(Records from a data collection)
* * *

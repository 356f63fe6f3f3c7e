//! Call Classifier Module
//! 
//! Maps raw active-call records to trunk labels.

pub mod classify;
pub mod extension;

pub use classify::{
    CallClassifier, ClassifiedBatch, ClassifiedCall, Classification, SkipReason,
    INTERNAL_EXTENSION, INTERNAL_RECORDING, INTERNAL_VOICE_MAIL,
};
pub use extension::{Extension, ExtensionParser, ParsedExtension};
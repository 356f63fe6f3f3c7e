//! PABX API Module
//! 
//! HTTP client and wire types for the PABX management API.

pub mod client;
pub mod types;

pub use client::PabxClient;
pub use types::*;
//! Metrics Module
//! 
//! Gauge sink written by the polling engine, its Prometheus registry and
//! the HTTP listener Prometheus scrapes.

pub mod collector;
pub mod server;
pub mod sink;

pub use collector::PrometheusSink;
pub use server::MetricsServer;
pub use sink::{Gauge, MetricsSink};
//! Configuration Types

use serde::{Deserialize, Serialize};
use std::fmt;
use std::net::SocketAddr;
use std::time::Duration;

/// Main configuration structure
#[derive(Debug, Clone, Default, Deserialize, Serialize)]
#[serde(default)]
pub struct Config {
    pub pabx: PabxConfig,
    pub polling: PollingConfig,
    pub monitoring: MonitoringConfig,
}

/// PABX server access
#[derive(Clone, Deserialize, Serialize)]
#[serde(default)]
pub struct PabxConfig {
    pub base_url: String,
    pub username: String,
    pub password: String,
    /// Digit count that tells a trunk id apart from an internal extension
    pub trunk_id_length: usize,
    #[serde(with = "humantime_serde")]
    pub request_timeout: Duration,
    /// Page size requested from the active-calls endpoint
    pub active_calls_top: u32,
}

impl fmt::Debug for PabxConfig {
    fn fmt(&self, f: &mut fmt::Formatter<'_>) -> fmt::Result {
        f.debug_struct("PabxConfig")
            .field("base_url", &self.base_url)
            .field("username", &self.username)
            .field("password", &"<redacted>")
            .field("trunk_id_length", &self.trunk_id_length)
            .field("request_timeout", &self.request_timeout)
            .field("active_calls_top", &self.active_calls_top)
            .finish()
    }
}

impl Default for PabxConfig {
    fn default() -> Self {
        Self {
            base_url: String::new(),
            username: String::new(),
            password: String::new(),
            trunk_id_length: 5,
            request_timeout: Duration::from_secs(15),
            active_calls_top: 100,
        }
    }
}

/// Timer cadence for the polling engine
#[derive(Debug, Clone, Deserialize, Serialize)]
#[serde(default)]
pub struct PollingConfig {
    #[serde(with = "humantime_serde")]
    pub fast_interval: Duration,
    #[serde(with = "humantime_serde")]
    pub slow_interval: Duration,
    #[serde(with = "humantime_serde")]
    pub renewal_interval: Duration,
    #[serde(with = "humantime_serde")]
    pub restart_backoff: Duration,
}

impl Default for PollingConfig {
    fn default() -> Self {
        Self {
            fast_interval: Duration::from_secs(5),
            slow_interval: Duration::from_secs(30),
            renewal_interval: Duration::from_secs(59 * 60),
            restart_backoff: Duration::from_secs(60),
        }
    }
}

/// Metrics endpoint and logging
#[derive(Debug, Clone, Deserialize, Serialize)]
#[serde(default)]
pub struct MonitoringConfig {
    pub metrics_addr: SocketAddr,
    pub metric_prefix: String,
    pub log_level: String,
    /// Export CPU/memory/fd metrics of this process (Linux only)
    pub process_metrics: bool,
}

impl Default for MonitoringConfig {
    fn default() -> Self {
        Self {
            metrics_addr: SocketAddr::from(([0, 0, 0, 0], 3000)),
            metric_prefix: "pabx".to_string(),
            log_level: "info".to_string(),
            process_metrics: true,
        }
    }
}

* * *

WORK REQUEST: If a line above includes the string "PollingConfig", pick it out.

SOLUTION TO THIS PROBLEM:
    pub polling: PollingConfig,
pub struct PollingConfig {
impl Default for PollingConfig {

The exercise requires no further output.